* **WHAT YOU ARE ASKED TO DO**
Scan the material and copy out each line where the word "female" occurs.

□ □ □ □

impl ValidatedProperties {
    pub fn get(&self, key: &str) -> Option<&PropertyValue> {
        self.values.get(key)
    }

    pub fn str(&self, key: &str) -> Option<&str> {
        match self.values.get(key) {
            Some(PropertyValue::String(s)) => Some(s),
            _ => None,
        }
    }

    /// String value with surrounding whitespace removed; blank counts as absent.
    pub fn non_empty_str(&self, key: &str) -> Option<&str> {
        self.str(key).map(str::trim).filter(|s| !s.is_empty())
    }

    pub fn number(&self, key: &str) -> Option<f64> {
        match self.values.get(key) {
            Some(PropertyValue::Number(n)) => n.as_f64(),
            _ => None,
        }
    }

    pub fn integer(&self, key: &str) -> Option<i64> {
        match self.values.get(key) {
            Some(PropertyValue::Number(n)) => n.as_i64(),
            _ => None,
        }
    }

    pub fn bool(&self, key: &str) -> Option<bool> {
        match self.values.get(key) {
            Some(PropertyValue::Boolean(b)) => Some(*b),
            _ => None,
        }
    }

    pub fn contains(&self, key: &str) -> bool {
        self.values.contains_key(key)
    }

    pub fn len(&self) -> usize {
        self.values.len()
    }

    pub fn is_empty(&self) -> bool {
        self.values.is_empty()
    }

    /// Unknown keys tolerated under [`Strictness::Lenient`].
    pub fn warnings(&self) -> &[ValidationError] {
        &self.warnings
    }
}
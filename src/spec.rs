//! Declarative connector self-descriptions.
//!
//! A [`Spec`] is the self-description a connector publishes: display
//! metadata, the ordered list of user-supplied [`PropertySchema`]s, and the
//! ordered list of runtime [`VariableSchema`]s (possibly secret).
//!
//! Specs are built once as `static` constants when a connector type is
//! defined and are never mutated afterwards:
//!
//! ```rust
//! use connector_kit::spec::{PropertySchema, PropertyType, Spec, VariableSchema};
//!
//! static WAREHOUSE: Spec = Spec::new("Warehouse", "Import rows from a warehouse query.")
//!     .properties(&[PropertySchema::new("query", PropertyType::String)
//!         .required()
//!         .display_name("Query")
//!         .placeholder("select * from events")])
//!     .variables(&[VariableSchema::secret("token")]);
//!
//! assert!(WAREHOUSE.check().is_ok());
//! assert!(WAREHOUSE.variable("token").unwrap().secret);
//! ```

use serde::Serialize;
use std::collections::HashSet;
use std::fmt;

/// The closed set of value kinds a property can declare.
#[derive(Debug, Clone, Copy, PartialEq, Eq, Hash, Serialize)]
#[serde(rename_all = "snake_case")]
pub enum PropertyType {
    String,
    Number,
    Boolean,
    /// Display-only entry (e.g. a note on where credentials come from).
    /// Never required; supplied values are not type-checked.
    Informational,
}

impl PropertyType {
    pub fn as_str(&self) -> &'static str {
        match self {
            PropertyType::String => "string",
            PropertyType::Number => "number",
            PropertyType::Boolean => "boolean",
            PropertyType::Informational => "informational",
        }
    }
}

impl fmt::Display for PropertyType {
    fn fmt(&self, f: &mut fmt::Formatter<'_>) -> fmt::Result {
        f.pad(self.as_str())
    }
}

/// One user-supplied configuration field.
#[derive(Debug, Clone, PartialEq, Eq, Serialize)]
pub struct PropertySchema {
    pub key: &'static str,
    #[serde(rename = "type")]
    pub property_type: PropertyType,
    pub required: bool,
    pub display_name: &'static str,
    pub description: &'static str,
    #[serde(skip_serializing_if = "Option::is_none")]
    pub placeholder: Option<&'static str>,
    #[serde(skip_serializing_if = "Option::is_none")]
    pub hint: Option<&'static str>,
    #[serde(skip_serializing_if = "Option::is_none")]
    pub href: Option<&'static str>,
}

impl PropertySchema {
    /// An optional property with the key doubling as its display name.
    pub const fn new(key: &'static str, property_type: PropertyType) -> Self {
        Self {
            key,
            property_type,
            required: false,
            display_name: key,
            description: "",
            placeholder: None,
            hint: None,
            href: None,
        }
    }

    pub const fn required(mut self) -> Self {
        self.required = true;
        self
    }

    pub const fn display_name(mut self, display_name: &'static str) -> Self {
        self.display_name = display_name;
        self
    }

    pub const fn description(mut self, description: &'static str) -> Self {
        self.description = description;
        self
    }

    pub const fn placeholder(mut self, placeholder: &'static str) -> Self {
        self.placeholder = Some(placeholder);
        self
    }

    pub const fn hint(mut self, hint: &'static str) -> Self {
        self.hint = Some(hint);
        self
    }

    pub const fn href(mut self, href: &'static str) -> Self {
        self.href = Some(href);
        self
    }
}

/// One runtime input resolved outside the property mapping.
///
/// Values of `secret` variables must never be logged, persisted in plain
/// text, or echoed back in diagnostics.
#[derive(Debug, Clone, PartialEq, Eq, Serialize)]
pub struct VariableSchema {
    pub key: &'static str,
    pub secret: bool,
}

impl VariableSchema {
    pub const fn new(key: &'static str) -> Self {
        Self { key, secret: false }
    }

    pub const fn secret(key: &'static str) -> Self {
        Self { key, secret: true }
    }
}

/// A connector's declarative contract.
#[derive(Debug, Clone, PartialEq, Eq, Serialize)]
pub struct Spec {
    pub display_name: &'static str,
    pub description: &'static str,
    #[serde(skip_serializing_if = "Option::is_none")]
    pub service_account_docs: Option<&'static str>,
    /// Rendering order is the declaration order.
    pub properties: &'static [PropertySchema],
    pub variables: &'static [VariableSchema],
}

impl Spec {
    pub const fn new(display_name: &'static str, description: &'static str) -> Self {
        Self {
            display_name,
            description,
            service_account_docs: None,
            properties: &[],
            variables: &[],
        }
    }

    pub const fn service_account_docs(mut self, url: &'static str) -> Self {
        self.service_account_docs = Some(url);
        self
    }

    pub const fn properties(mut self, properties: &'static [PropertySchema]) -> Self {
        self.properties = properties;
        self
    }

    pub const fn variables(mut self, variables: &'static [VariableSchema]) -> Self {
        self.variables = variables;
        self
    }

    /// Find a property schema by key.
    pub fn property(&self, key: &str) -> Option<&PropertySchema> {
        self.properties.iter().find(|p| p.key == key)
    }

    /// Find a variable schema by key (case-insensitive, like [`Variables`](crate::context::Variables)).
    pub fn variable(&self, key: &str) -> Option<&VariableSchema> {
        self.variables
            .iter()
            .find(|v| v.key.eq_ignore_ascii_case(key))
    }

    pub fn required_properties(&self) -> impl Iterator<Item = &PropertySchema> {
        self.properties.iter().filter(|p| p.required)
    }

    /// Returns `true` if `key` names a secret variable.
    pub fn is_secret(&self, key: &str) -> bool {
        self.variable(key).map(|v| v.secret).unwrap_or(false)
    }

    /// Verify the structural invariants every Spec must hold.
    ///
    /// - keys are non-empty
    /// - property keys are unique, variable keys are unique (case-insensitive)
    /// - no key is both a property and a variable
    /// - informational properties are never required
    pub fn check(&self) -> std::result::Result<(), String> {
        let mut property_keys = HashSet::new();
        for p in self.properties {
            if p.key.trim().is_empty() {
                return Err("property key must not be empty".to_string());
            }
            if !property_keys.insert(p.key) {
                return Err(format!("duplicate property key '{}'", p.key));
            }
            if p.required && p.property_type == PropertyType::Informational {
                return Err(format!(
                    "informational property '{}' cannot be required",
                    p.key
                ));
            }
        }

        let mut variable_keys = HashSet::new();
        for v in self.variables {
            if v.key.trim().is_empty() {
                return Err("variable key must not be empty".to_string());
            }
            let normalized = v.key.to_ascii_lowercase();
            if property_keys
                .iter()
                .any(|p| p.eq_ignore_ascii_case(&normalized))
            {
                return Err(format!(
                    "key '{}' is declared as both a property and a variable",
                    v.key
                ));
            }
            if !variable_keys.insert(normalized) {
                return Err(format!("duplicate variable key '{}'", v.key));
            }
        }

        Ok(())
    }
}
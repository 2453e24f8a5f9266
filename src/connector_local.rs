//! Local file connector.
//!
//! Files on the local disk never need credentials, so anonymous access is
//! always granted once the properties validate. No filesystem access
//! happens here; whether the path exists is an extraction-time concern.

use async_trait::async_trait;

use crate::context::Context;
use crate::error::{ConnectorError, Result};
use crate::spec::{PropertySchema, PropertyType, Spec};
use crate::traits::Connector;
use crate::validate::Properties;

static SPEC: Spec = Spec::new("Local file", "Import a locally stored file.").properties(&[
    PropertySchema::new("path", PropertyType::String)
        .required()
        .display_name("Path")
        .description("Path or URL to file")
        .placeholder("/path/to/file"),
    PropertySchema::new("format", PropertyType::String)
        .display_name("Format")
        .description("Either CSV or Parquet. Inferred if not set.")
        .placeholder("csv"),
]);

pub const NAME: &str = "local_file";

/// The `local_file` connector.
pub struct LocalFileConnector;

#[async_trait]
impl Connector for LocalFileConnector {
    fn name(&self) -> &'static str {
        NAME
    }

    fn spec(&self) -> &'static Spec {
        &SPEC
    }

    async fn has_anonymous_access(&self, _ctx: &Context, props: &Properties) -> Result<bool> {
        let validated = self.validate(props)?;
        if validated.non_empty_str("path").is_none() {
            return Err(ConnectorError::invalid_property("path", "must not be empty"));
        }
        Ok(true)
    }
}
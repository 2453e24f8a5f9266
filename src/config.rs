//! Project configuration.
//!
//! A project file declares named sources, each bound to a connector and a
//! property mapping, plus settings for capability probes:
//!
//! ```toml
//! [probe]
//! timeout_secs = 10
//! allow_host_access = true
//!
//! [sources.trips]
//! connector = "s3"
//!
//! [sources.trips.properties]
//! path = "s3://nyc-tlc/trip data/*.parquet"
//! region = "us-east-1"
//! ```
//!
//! Loading checks only the file's own shape. Whether `connector` names a
//! registered connector, and whether the properties satisfy its Spec, is
//! decided later through the registry.

use anyhow::{Context, Result};
use serde::Deserialize;
use std::collections::BTreeMap;
use std::path::Path;
use std::time::Duration;

use crate::validate::Properties;

#[derive(Debug, Deserialize, Clone, Default)]
pub struct Config {
    #[serde(default)]
    pub probe: ProbeConfig,
    #[serde(default)]
    pub sources: BTreeMap<String, SourceConfig>,
}

#[derive(Debug, Deserialize, Clone)]
pub struct ProbeConfig {
    #[serde(default = "default_timeout_secs")]
    pub timeout_secs: u64,
    /// Resolve connector variables from the process environment.
    #[serde(default = "default_allow_host_access")]
    pub allow_host_access: bool,
}

impl Default for ProbeConfig {
    fn default() -> Self {
        Self {
            timeout_secs: default_timeout_secs(),
            allow_host_access: default_allow_host_access(),
        }
    }
}

impl ProbeConfig {
    pub fn timeout(&self) -> Duration {
        Duration::from_secs(self.timeout_secs)
    }
}

fn default_timeout_secs() -> u64 {
    10
}
fn default_allow_host_access() -> bool {
    true
}

/// A named source: which connector to use and the properties to give it.
#[derive(Debug, Deserialize, Clone)]
pub struct SourceConfig {
    pub connector: String,
    #[serde(default)]
    pub properties: Properties,
}

impl Config {
    /// Look up a source by name.
    pub fn source(&self, name: &str) -> Result<&SourceConfig> {
        self.sources.get(name).ok_or_else(|| {
            anyhow::anyhow!(
                "Unknown source '{}'. Configured sources: {}",
                name,
                self.source_names()
            )
        })
    }

    fn source_names(&self) -> String {
        if self.sources.is_empty() {
            return "(none)".to_string();
        }
        self.sources
            .keys()
            .map(String::as_str)
            .collect::<Vec<_>>()
            .join(", ")
    }
}

/// Parse and check a configuration document.
pub fn parse_config(content: &str) -> Result<Config> {
    let config: Config = toml::from_str(content).with_context(|| "Failed to parse config file")?;

    // Validate probe settings
    if config.probe.timeout_secs == 0 {
        anyhow::bail!("probe.timeout_secs must be > 0");
    }

    // Validate sources
    for (name, source) in &config.sources {
        if name.trim().is_empty() {
            anyhow::bail!("source names must not be empty");
        }
        if source.connector.trim().is_empty() {
            anyhow::bail!("sources.{}.connector must not be empty", name);
        }
    }

    Ok(config)
}

pub fn load_config(path: &Path) -> Result<Config> {
    let content = std::fs::read_to_string(path)
        .with_context(|| format!("Failed to read config file: {}", path.display()))?;
    parse_config(&content)
}
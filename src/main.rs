//! # Connector Kit CLI (`ckit`)
//!
//! Inspect the connector registry and check configured sources against it.
//!
//! ## Usage
//!
//! ```bash
//! ckit --config ./ckit.toml <command>
//! ```
//!
//! ## Commands
//!
//! | Command | Description |
//! |---------|-------------|
//! | `ckit connectors` | List registered connectors |
//! | `ckit describe <connector>` | Print a connector's spec |
//! | `ckit validate [source]` | Validate one or all configured sources |
//! | `ckit check-access <source>` | Probe whether a source is readable, anonymously or with credentials |
//!
//! Set `RUST_LOG=connector_kit=debug` to see registration and probe details.

use anyhow::Result;
use clap::{Parser, Subcommand};
use std::path::PathBuf;
use tokio_util::sync::CancellationToken;
use tracing::{info, warn};
use tracing_subscriber::{layer::SubscriberExt, util::SubscriberInitExt, EnvFilter};

use connector_kit::config::{load_config, Config};
use connector_kit::context::{Context, Variables};
use connector_kit::error::ConnectorError;
use connector_kit::registry::ConnectorRegistry;
use connector_kit::spec::Spec;

/// Connector Kit CLI: inspect connectors and validate source definitions.
#[derive(Parser)]
#[command(
    name = "ckit",
    about = "Connector Kit: inspect connectors and validate source definitions",
    version
)]
struct Cli {
    /// Path to the project configuration file (TOML).
    #[arg(long, global = true, default_value = "./ckit.toml")]
    config: PathBuf,

    #[command(subcommand)]
    command: Commands,
}

/// Top-level CLI commands.
#[derive(Subcommand)]
enum Commands {
    /// List registered connectors.
    Connectors {
        /// Print JSON instead of a table.
        #[arg(long)]
        json: bool,
    },

    /// Show a connector's properties and variables.
    Describe {
        /// Connector name (e.g. `s3`).
        connector: String,

        /// Print JSON instead of text.
        #[arg(long)]
        json: bool,
    },

    /// Validate configured sources against their connector specs.
    ///
    /// Every source is checked even if an earlier one fails.
    Validate {
        /// Only validate this source.
        source: Option<String>,
    },

    /// Check whether a source can be read anonymously, or else with the
    /// credentials found in the environment.
    CheckAccess {
        /// Source name from the config file.
        source: String,
    },
}

#[tokio::main]
async fn main() -> Result<()> {
    tracing_subscriber::registry()
        .with(
            EnvFilter::try_from_default_env()
                .unwrap_or_else(|_| "connector_kit=info,ckit=info".into()),
        )
        .with(tracing_subscriber::fmt::layer().with_writer(std::io::stderr))
        .init();

    let cli = Cli::parse();
    let registry = ConnectorRegistry::with_builtins()?;

    match cli.command {
        Commands::Connectors { json } => cmd_connectors(&registry, json),
        Commands::Describe { connector, json } => cmd_describe(&registry, &connector, json),
        Commands::Validate { source } => {
            let config = load_config(&cli.config)?;
            cmd_validate(&registry, &config, source.as_deref())
        }
        Commands::CheckAccess { source } => {
            let config = load_config(&cli.config)?;
            cmd_check_access(&registry, &config, &source).await
        }
    }
}

fn cmd_connectors(registry: &ConnectorRegistry, json: bool) -> Result<()> {
    if json {
        let list: Vec<_> = registry
            .list()
            .map(|(name, spec)| serde_json::json!({ "name": name, "spec": spec }))
            .collect();
        println!("{}", serde_json::to_string_pretty(&list)?);
        return Ok(());
    }

    println!("{:<12} {:<20} DESCRIPTION", "CONNECTOR", "DISPLAY NAME");
    for (name, spec) in registry.list() {
        println!("{:<12} {:<20} {}", name, spec.display_name, spec.description);
    }
    Ok(())
}

fn cmd_describe(registry: &ConnectorRegistry, name: &str, json: bool) -> Result<()> {
    let spec = registry.lookup(name)?.spec();
    if json {
        println!("{}", serde_json::to_string_pretty(spec)?);
        return Ok(());
    }
    print_spec(name, spec);
    Ok(())
}

fn print_spec(name: &str, spec: &Spec) {
    println!("{} ({})", spec.display_name, name);
    println!("  {}", spec.description);
    if let Some(docs) = spec.service_account_docs {
        println!("  docs: {}", docs);
    }

    println!();
    println!("  {:<18} {:<14} {:<9} DESCRIPTION", "PROPERTY", "TYPE", "REQUIRED");
    for p in spec.properties {
        println!(
            "  {:<18} {:<14} {:<9} {}",
            p.key,
            p.property_type,
            if p.required { "yes" } else { "no" },
            p.description
        );
        if let Some(placeholder) = p.placeholder {
            println!("  {:<18} {:<14} {:<9}   e.g. {}", "", "", "", placeholder);
        }
    }

    if !spec.variables.is_empty() {
        println!();
        println!("  {:<24} SECRET", "VARIABLE");
        for v in spec.variables {
            println!("  {:<24} {}", v.key, if v.secret { "yes" } else { "no" });
        }
    }
}

fn cmd_validate(registry: &ConnectorRegistry, config: &Config, only: Option<&str>) -> Result<()> {
    let names: Vec<&str> = match only {
        Some(name) => {
            config.source(name)?;
            vec![name]
        }
        None => config.sources.keys().map(String::as_str).collect(),
    };

    if names.is_empty() {
        println!("No sources configured.");
        return Ok(());
    }

    let mut failed = 0;
    println!("{:<16} {:<12} STATUS", "SOURCE", "CONNECTOR");
    for name in &names {
        let source = config.source(name)?;
        let outcome = registry.lookup(&source.connector).and_then(|connector| {
            let validated = connector.validate(&source.properties)?;
            if config.probe.allow_host_access {
                let vars = Variables::from_env(connector.spec());
                connector.spec().validate_variables(&vars)?;
            }
            Ok(validated)
        });

        match outcome {
            Ok(validated) => {
                println!("{:<16} {:<12} OK", name, source.connector);
                for w in validated.warnings() {
                    println!("{:<16} {:<12}   warning: {}", "", "", w);
                }
            }
            Err(e) => {
                failed += 1;
                println!("{:<16} {:<12} FAILED: {}", name, source.connector, e);
            }
        }
    }

    if failed > 0 {
        anyhow::bail!("{} of {} sources failed validation", failed, names.len());
    }
    Ok(())
}

async fn cmd_check_access(registry: &ConnectorRegistry, config: &Config, name: &str) -> Result<()> {
    let source = config.source(name)?;
    let connector = registry.lookup(&source.connector)?;
    let spec = connector.spec();
    connector.validate(&source.properties)?;

    // Host variables are read by the connector itself; these are only logged.
    if config.probe.allow_host_access {
        for (key, shown) in spec.redacted_variables(&Variables::from_env(spec)) {
            info!(variable = key, value = %shown, "host variable available");
        }
    }

    let cancel = CancellationToken::new();
    let on_interrupt = cancel.clone();
    tokio::spawn(async move {
        if tokio::signal::ctrl_c().await.is_ok() {
            on_interrupt.cancel();
        }
    });

    let ctx = Context::new()
        .with_cancellation(cancel)
        .with_timeout(config.probe.timeout())
        .with_host_access(config.probe.allow_host_access);

    match connector.has_anonymous_access(&ctx, &source.properties).await {
        Ok(true) => {
            println!("{}: readable without credentials", name);
            return Ok(());
        }
        Ok(false) => println!("{}: credentials required", name),
        Err(e) if e.is_inconclusive() => {
            warn!(source = name, error = %e, "anonymous access check was inconclusive");
            println!("{}: anonymous access unknown ({})", name, e);
        }
        Err(e) => return Err(e.into()),
    }

    match connector.verify_credentials(&ctx, &source.properties).await {
        Ok(true) => {
            println!("{}: readable with supplied credentials", name);
            Ok(())
        }
        Ok(false) => anyhow::bail!("{}: supplied credentials were rejected", name),
        Err(ConnectorError::Validation(errors)) => {
            let keys: Vec<String> = spec
                .variables
                .iter()
                .map(|v| v.key.to_ascii_uppercase())
                .collect();
            if !config.probe.allow_host_access {
                anyhow::bail!(
                    "{}: {}; host access is disabled (probe.allow_host_access = false)",
                    name,
                    errors
                );
            }
            anyhow::bail!("{}: {}; set one or more of: {}", name, errors, keys.join(", "))
        }
        Err(ConnectorError::Unsupported { .. }) => {
            anyhow::bail!(
                "{}: cannot be read anonymously and {} cannot check credentials",
                name,
                source.connector
            )
        }
        Err(e) if e.is_inconclusive() => {
            anyhow::bail!("{}: credential check inconclusive: {}", name, e)
        }
        Err(e) => Err(e.into()),
    }
}
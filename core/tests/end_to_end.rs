//! Full path through the platform: publish a targeted Basic survey, collect
//! a rewarded response, and verify dedup and eligibility partitioning.

use chrono::{Datelike, NaiveDate, Utc};
use fillscout_core::{
    eligibility::IneligibilityReason,
    error::CoreError,
    platform::SurveyPlatform,
    profile::{RespondentProfile, StaticProfiles},
    survey::{DemographicFilter, DraftFields, Plan, Question, QuestionKind, Visibility},
};
use serde_json::json;

fn profile(gender: &str) -> RespondentProfile {
    let today = Utc::now().date_naive();
    RespondentProfile {
        gender: gender.to_string(),
        birth_date: NaiveDate::from_ymd_opt(today.year() - 28, 6, 1).unwrap(),
        marital_status: "single".to_string(),
        city: "lahore".to_string(),
        education: "bachelors".to_string(),
        profession: "engineer".to_string(),
        salary_band: "50k-100k".to_string(),
        interests: vec!["technology".to_string()],
    }
}

#[test]
fn basic_private_survey_full_cycle() {
    let mut profiles = StaticProfiles::new();
    profiles.insert("resp-a", profile("male"));
    profiles.insert("resp-b", profile("female"));
    let p = SurveyPlatform::in_memory(Box::new(profiles)).unwrap();

    // Creator publishes a Basic survey targeted at men.
    let fields = DraftFields {
        title: "Grooming products".to_string(),
        description: "Short survey about daily routines".to_string(),
        category: "health".to_string(),
        visibility: Visibility::Private,
        filter: Some(DemographicFilter {
            gender: Some("Male".to_string()),
            ..Default::default()
        }),
        questions: vec![
            Question::text_only(QuestionKind::ShortText, "Which brand do you use?"),
            Question::with_options(
                QuestionKind::MultipleChoice,
                "How often do you buy?",
                vec!["monthly".into(), "quarterly".into(), "rarely".into()],
            ),
        ],
    };
    let survey = p.create_survey("creator-1", fields).unwrap();
    let survey = p.publish_survey(&survey.survey_id, Plan::Basic).unwrap();
    assert_eq!(survey.price, 300.0);
    assert_eq!(survey.total_responses, 100);

    // Respondent A (male) sees it, completes it, and is paid 3.00.
    let listing = p.list_available("resp-a").unwrap();
    let entry = listing
        .iter()
        .find(|e| e.survey.survey_id == survey.survey_id)
        .unwrap();
    assert!(entry.eligible);
    assert_eq!(entry.unit_reward, 3.00);

    let record = p
        .submit_response(&survey.survey_id, "resp-a", json!({"brand": "acme"}))
        .unwrap();
    assert_eq!(record.reward, 3.00);
    assert_eq!(p.wallet_balance("resp-a").unwrap(), 3.00);
    assert_eq!(p.survey(&survey.survey_id).unwrap().responses_collected, 1);

    // A second submission from A is rejected with no state change.
    assert!(matches!(
        p.submit_response(&survey.survey_id, "resp-a", json!({"brand": "other"})),
        Err(CoreError::DuplicateCompletion { .. })
    ));
    assert_eq!(p.wallet_balance("resp-a").unwrap(), 3.00);
    assert_eq!(p.survey(&survey.survey_id).unwrap().responses_collected, 1);

    // And A's listing now flags the survey as already completed.
    let listing = p.list_available("resp-a").unwrap();
    let entry = listing
        .iter()
        .find(|e| e.survey.survey_id == survey.survey_id)
        .unwrap();
    assert_eq!(entry.reason, Some(IneligibilityReason::AlreadyCompleted));

    // Respondent B (female) fails the demographic filter, distinctly.
    let listing = p.list_available("resp-b").unwrap();
    let entry = listing
        .iter()
        .find(|e| e.survey.survey_id == survey.survey_id)
        .unwrap();
    assert!(!entry.eligible);
    assert_eq!(entry.reason, Some(IneligibilityReason::NotEligible));
}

□ □ □ □

* **ANSWER BOX**
    profiles.insert("resp-b", profile("female"));
    // Respondent B (female) fails the demographic filter, distinctly.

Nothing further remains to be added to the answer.